The pro-establishment camp also started strong in New Territories East but soon fizzled out and was overtaken by the opposition whose vote shares stayed between 54 to 62 per cent.
In the 2016 election, exit poll data from all five geographical constituencies again shows significant vote shares for pro-democracy candidates in the evening, ranging from 58 per cent to 69 per cent.
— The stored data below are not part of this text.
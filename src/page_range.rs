use crate::error::{Result, TaskError};
use serde::{Deserialize, Serialize};
use std::collections::BTreeSet;

/// What to do with a page number that falls outside the document.
///
/// Range bounds are always clamped when selecting a set; this policy decides
/// the fate of single page numbers (and, under `Reject`, of range bounds too).
#[derive(Debug, Clone, Copy, Default, PartialEq, Eq, Serialize, Deserialize)]
#[serde(rename_all = "snake_case")]
pub enum OutOfRangePolicy {
    /// Drop out-of-range single pages; `"99"` on a 10-page document selects nothing.
    #[default]
    Ignore,
    /// Clamp single pages into `[1, page_count]` exactly like range bounds.
    Clamp,
    /// Fail with [`TaskError::PageOutOfRange`].
    Reject,
}

/// One inclusive 1-based run of pages.
#[derive(Debug, Clone, Copy, PartialEq, Eq, Serialize, Deserialize)]
pub struct PageSpan {
    pub start: u32,
    pub end: u32,
}

impl PageSpan {
    pub fn new(start: u32, end: u32) -> Self {
        PageSpan { start, end }
    }

    pub fn len(&self) -> u32 {
        self.end - self.start + 1
    }

    /// 1-based page numbers covered by this span.
    pub fn pages(&self) -> impl Iterator<Item = u32> {
        self.start..=self.end
    }
}

impl std::fmt::Display for PageSpan {
    fn fmt(&self, f: &mut std::fmt::Formatter<'_>) -> std::fmt::Result {
        write!(f, "{}-{}", self.start, self.end)
    }
}

/// Order-preserving selection used for splitting.
pub type PageRangeList = Vec<PageSpan>;

/// Order-independent selection of zero-based page indices.
#[derive(Debug, Clone, Default, PartialEq, Eq)]
pub struct PageIndexSet(BTreeSet<u32>);

impl PageIndexSet {
    pub fn full(page_count: u32) -> Self {
        PageIndexSet((0..page_count).collect())
    }

    pub fn contains(&self, index: u32) -> bool {
        self.0.contains(&index)
    }

    pub fn len(&self) -> usize {
        self.0.len()
    }

    pub fn is_empty(&self) -> bool {
        self.0.is_empty()
    }

    /// Indices in ascending order.
    pub fn iter(&self) -> impl Iterator<Item = u32> + '_ {
        self.0.iter().copied()
    }

    /// 1-based page numbers in ascending order, the numbering lopdf uses.
    pub fn page_numbers(&self) -> Vec<u32> {
        self.0.iter().map(|idx| idx + 1).collect()
    }

    fn insert(&mut self, index: u32) {
        self.0.insert(index);
    }
}

impl FromIterator<u32> for PageIndexSet {
    fn from_iter<I: IntoIterator<Item = u32>>(iter: I) -> Self {
        PageIndexSet(iter.into_iter().collect())
    }
}

#[derive(Debug, Clone, Copy, PartialEq, Eq)]
enum Segment {
    Single(i64),
    Range(i64, i64),
}

impl Segment {
    /// Parse one comma-separated piece such as "5" or "7-9".
    fn parse(expression: &str, s: &str) -> Result<Self> {
        let s = s.trim();
        if s.is_empty() {
            return Err(TaskError::invalid_expression(expression, "empty segment"));
        }

        match s.split_once('-') {
            Some((start, end)) => Ok(Segment::Range(
                parse_number(expression, start)?,
                parse_number(expression, end)?,
            )),
            None => Ok(Segment::Single(parse_number(expression, s)?)),
        }
    }
}

fn parse_number(expression: &str, s: &str) -> Result<i64> {
    let s = s.trim();
    s.parse::<i64>().map_err(|_| {
        TaskError::invalid_expression(expression, format!("invalid page number '{}'", s))
    })
}

fn is_all(expression: &str) -> bool {
    expression.trim().eq_ignore_ascii_case("all")
}

/// Parse every segment up front so a malformed piece fails the whole expression.
fn parse_segments(expression: &str) -> Result<Vec<Segment>> {
    expression
        .split(',')
        .map(|part| Segment::parse(expression, part))
        .collect()
}

fn clamp_page(page: i64, low: u32, high: u32) -> u32 {
    page.clamp(low as i64, high as i64) as u32
}

/// Turns page range expressions like `"1-3,5,7-9"` into page selections.
#[derive(Debug, Clone, Copy, Default)]
pub struct PageSelector {
    policy: OutOfRangePolicy,
}

impl PageSelector {
    pub fn new(policy: OutOfRangePolicy) -> Self {
        PageSelector { policy }
    }

    pub fn policy(&self) -> OutOfRangePolicy {
        self.policy
    }

    /// Parse `expression` into a deduplicated set of zero-based indices.
    ///
    /// Range bounds clamp into the document (`"5-99"` on 10 pages selects
    /// pages 5 through 10); overlapping segments collapse.
    pub fn parse_as_set(&self, expression: &str, page_count: u32) -> Result<PageIndexSet> {
        if page_count == 0 {
            return Err(TaskError::invalid_parameter("page count must be greater than zero"));
        }
        if is_all(expression) {
            return Ok(PageIndexSet::full(page_count));
        }

        let mut set = PageIndexSet::default();
        for segment in parse_segments(expression)? {
            match segment {
                Segment::Range(start, end) => {
                    if self.policy == OutOfRangePolicy::Reject {
                        self.check_in_range(start, page_count)?;
                        self.check_in_range(end, page_count)?;
                    }
                    let start = start.max(1);
                    let end = end.min(page_count as i64);
                    for page in start..=end {
                        set.insert((page - 1) as u32);
                    }
                }
                Segment::Single(page) => {
                    if (1..=page_count as i64).contains(&page) {
                        set.insert((page - 1) as u32);
                        continue;
                    }
                    match self.policy {
                        OutOfRangePolicy::Ignore => {
                            tracing::debug!(page, page_count, "Ignoring out-of-range page");
                        }
                        OutOfRangePolicy::Clamp => {
                            set.insert(clamp_page(page, 1, page_count) - 1);
                        }
                        OutOfRangePolicy::Reject => {
                            return Err(TaskError::PageOutOfRange { page, page_count });
                        }
                    }
                }
            }
        }

        Ok(set)
    }

    /// Parse `expression` into ordered spans, one per segment.
    ///
    /// Every span is clamped into `[1, page_count]` with `start <= end`;
    /// segment order and overlaps are kept as written.
    pub fn parse_as_range_list(&self, expression: &str, page_count: u32) -> Result<PageRangeList> {
        if page_count == 0 {
            return Err(TaskError::invalid_parameter("page count must be greater than zero"));
        }
        if is_all(expression) {
            return Ok(vec![PageSpan::new(1, page_count)]);
        }

        parse_segments(expression)?
            .into_iter()
            .map(|segment| {
                let (start, end) = match segment {
                    Segment::Single(page) => (page, page),
                    Segment::Range(start, end) => (start, end),
                };
                if self.policy == OutOfRangePolicy::Reject {
                    self.check_in_range(start, page_count)?;
                    self.check_in_range(end, page_count)?;
                }
                let start = clamp_page(start, 1, page_count);
                let end = clamp_page(end, start, page_count);
                Ok(PageSpan::new(start, end))
            })
            .collect()
    }

    fn check_in_range(&self, page: i64, page_count: u32) -> Result<()> {
        if (1..=page_count as i64).contains(&page) {
            Ok(())
        } else {
            Err(TaskError::PageOutOfRange { page, page_count })
        }
    }
}

/// Parse with the default [`OutOfRangePolicy::Ignore`] policy.
pub fn parse_as_set(expression: &str, page_count: u32) -> Result<PageIndexSet> {
    PageSelector::default().parse_as_set(expression, page_count)
}

/// Parse with the default [`OutOfRangePolicy::Ignore`] policy.
pub fn parse_as_range_list(expression: &str, page_count: u32) -> Result<PageRangeList> {
    PageSelector::default().parse_as_range_list(expression, page_count)
}

#[cfg(test)]
mod tests {
    use super::*;
    use crate::error::ErrorKind;
    use proptest::prelude::*;

    fn set(indices: &[u32]) -> PageIndexSet {
        indices.iter().copied().collect()
    }

    fn spans(pairs: &[(u32, u32)]) -> PageRangeList {
        pairs.iter().map(|&(s, e)| PageSpan::new(s, e)).collect()
    }

    #[test]
    fn test_all_sentinel() {
        assert_eq!(parse_as_set("all", 4).unwrap(), set(&[0, 1, 2, 3]));
        assert_eq!(parse_as_set("  ALL ", 2).unwrap(), set(&[0, 1]));
        assert_eq!(parse_as_range_list("All", 7).unwrap(), spans(&[(1, 7)]));
    }

    #[test]
    fn test_mixed_singles_and_ranges() {
        assert_eq!(parse_as_set("1,3,5-7", 10).unwrap(), set(&[0, 2, 4, 5, 6]));
    }

    #[test]
    fn test_range_end_is_clamped() {
        assert_eq!(parse_as_set("5-99", 10).unwrap(), set(&[4, 5, 6, 7, 8, 9]));
    }

    #[test]
    fn test_range_start_is_clamped() {
        assert_eq!(parse_as_set("0-2", 10).unwrap(), set(&[0, 1]));
    }

    #[test]
    fn test_inverted_range_selects_nothing() {
        assert!(parse_as_set("8-3", 10).unwrap().is_empty());
    }

    #[test]
    fn test_out_of_range_single_is_ignored_by_default() {
        assert!(parse_as_set("99", 10).unwrap().is_empty());
        assert_eq!(parse_as_set("0,2", 10).unwrap(), set(&[1]));
    }

    #[test]
    fn test_out_of_range_single_clamps_under_clamp_policy() {
        let selector = PageSelector::new(OutOfRangePolicy::Clamp);
        assert_eq!(selector.parse_as_set("99", 10).unwrap(), set(&[9]));
        assert_eq!(selector.parse_as_set("0", 10).unwrap(), set(&[0]));
    }

    #[test]
    fn test_out_of_range_rejected_under_reject_policy() {
        let selector = PageSelector::new(OutOfRangePolicy::Reject);
        let err = selector.parse_as_set("99", 10).unwrap_err();
        assert_eq!(err.kind(), ErrorKind::PageOutOfRange);

        let err = selector.parse_as_set("5-99", 10).unwrap_err();
        assert_eq!(err.kind(), ErrorKind::PageOutOfRange);

        let err = selector.parse_as_range_list("11", 10).unwrap_err();
        assert_eq!(err.kind(), ErrorKind::PageOutOfRange);

        assert_eq!(selector.parse_as_set("1-10", 10).unwrap().len(), 10);
    }

    #[test]
    fn test_duplicates_collapse_in_set() {
        assert_eq!(parse_as_set("1-3,2,3-4", 10).unwrap(), set(&[0, 1, 2, 3]));
    }

    #[test]
    fn test_whitespace_is_tolerated() {
        assert_eq!(parse_as_set(" 1 , 3 - 4 ", 10).unwrap(), set(&[0, 2, 3]));
    }

    #[test]
    fn test_range_list_preserves_order() {
        assert_eq!(
            parse_as_range_list("1-3,5-7,10", 10).unwrap(),
            spans(&[(1, 3), (5, 7), (10, 10)])
        );
        assert_eq!(
            parse_as_range_list("9-10,1-2,1-2", 10).unwrap(),
            spans(&[(9, 10), (1, 2), (1, 2)])
        );
    }

    #[test]
    fn test_range_list_clamps() {
        assert_eq!(
            parse_as_range_list("0-3,8-99,42", 10).unwrap(),
            spans(&[(1, 3), (8, 10), (10, 10)])
        );
        // end can never precede start
        assert_eq!(parse_as_range_list("8-3", 10).unwrap(), spans(&[(8, 8)]));
    }

    #[test]
    fn test_malformed_expression_fails_both_modes() {
        for expr in ["abc-2", "abc", "1,,2", "", "1-", "-5", "1-x", "3,"] {
            let err = parse_as_set(expr, 10).unwrap_err();
            assert_eq!(err.kind(), ErrorKind::InvalidExpression, "set: {:?}", expr);
            let err = parse_as_range_list(expr, 10).unwrap_err();
            assert_eq!(err.kind(), ErrorKind::InvalidExpression, "list: {:?}", expr);
        }
    }

    #[test]
    fn test_zero_page_count_is_rejected() {
        let err = parse_as_set("all", 0).unwrap_err();
        assert_eq!(err.kind(), ErrorKind::InvalidParameter);
        let err = parse_as_range_list("1", 0).unwrap_err();
        assert_eq!(err.kind(), ErrorKind::InvalidParameter);
    }

    #[test]
    fn test_span_helpers() {
        let span = PageSpan::new(3, 5);
        assert_eq!(span.len(), 3);
        assert_eq!(span.pages().collect::<Vec<_>>(), vec![3, 4, 5]);
        assert_eq!(span.to_string(), "3-5");
    }

    #[test]
    fn test_page_numbers_are_one_based() {
        let selected = parse_as_set("4,2", 5).unwrap();
        assert_eq!(selected.page_numbers(), vec![2, 4]);
    }

    fn expression_strategy() -> impl Strategy<Value = String> {
        let segment = prop_oneof![
            (0i64..40).prop_map(|n| n.to_string()),
            (0i64..40, 0i64..40).prop_map(|(a, b)| format!("{}-{}", a, b)),
        ];
        prop::collection::vec(segment, 1..6).prop_map(|parts| parts.join(","))
    }

    proptest! {
        #[test]
        fn prop_full_selection_for_all(n in 1u32..500) {
            let selected = parse_as_set("all", n).unwrap();
            prop_assert_eq!(selected.len(), n as usize);
            prop_assert_eq!(selected.iter().next(), Some(0));
            prop_assert_eq!(selected.iter().last(), Some(n - 1));
        }

        #[test]
        fn prop_set_indices_in_bounds(expr in expression_strategy(), n in 1u32..30) {
            for policy in [OutOfRangePolicy::Ignore, OutOfRangePolicy::Clamp] {
                let selected = PageSelector::new(policy).parse_as_set(&expr, n).unwrap();
                prop_assert!(selected.iter().all(|idx| idx < n));
            }
        }

        #[test]
        fn prop_range_list_spans_in_bounds(expr in expression_strategy(), n in 1u32..30) {
            let list = parse_as_range_list(&expr, n).unwrap();
            prop_assert_eq!(list.len(), expr.split(',').count());
            for span in list {
                prop_assert!(1 <= span.start && span.start <= span.end && span.end <= n);
            }
        }

        #[test]
        fn prop_parsing_is_idempotent(expr in expression_strategy(), n in 1u32..30) {
            prop_assert_eq!(parse_as_set(&expr, n).unwrap(), parse_as_set(&expr, n).unwrap());
            prop_assert_eq!(
                parse_as_range_list(&expr, n).unwrap(),
                parse_as_range_list(&expr, n).unwrap()
            );
        }
    }
}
Vote shares were calculated by every five hours from 7:30am in order to meet sampling requirement.
The Constitutional and Mainland Affairs Bureau has launched a public consultation on 13 November proposing changes to the regulations and arrangements regarding election advertisements on social media, election surveys and polling hours.
One recommendation put forward by the government is to cut the opening hours of polling stations, which currently run from 7:30am to 10:30pm, by either starting or finishing, or both, half an hour or an hour earlier.
In a special Legco meeting last week discussing the consultation, which will end on 29 December, the bureau’s under secretary Andy Chan Shui-fu said the government was open to shortening the polling hours as long as the society could reach a consensus.
The REO would implement the necessary adjustments as an administrative measure, which does not require any legal amendment, he added.
In response to lawmakers’ questions on the potential impact on voters who need to work on election day, Chan said not everyone had to work 15 hours a day and that the government could make special arrangements with employers.
‘Habits are hard to changed, but they can be changed,’ he said of the claim that voters have grown accustomed to the current polling hours.
Note: The HKUPOP exit polls for the 2012 and 2016 Legco elections were conducted by sampling voters at selected polling stations according to prescribed time segments and selection procedures on election days.
In 2012, the programme collected 14,917 successful samples from 105 polling stations, in addition to 190 partial samples and 12,903 refusals, achieving a response rate of 53.3 per cent. Some of the data was later found to be questionable and therefore discarded, lowering the number of surveyed polling stations to 95 and the corresponding samples to 13,663.
Exit poll data for the 2016 election consists of 3,041 samples collected from 50 polling stations, with a response rate of 52.2 per cent. It also includes 288 partial samples and 2,494 refusals.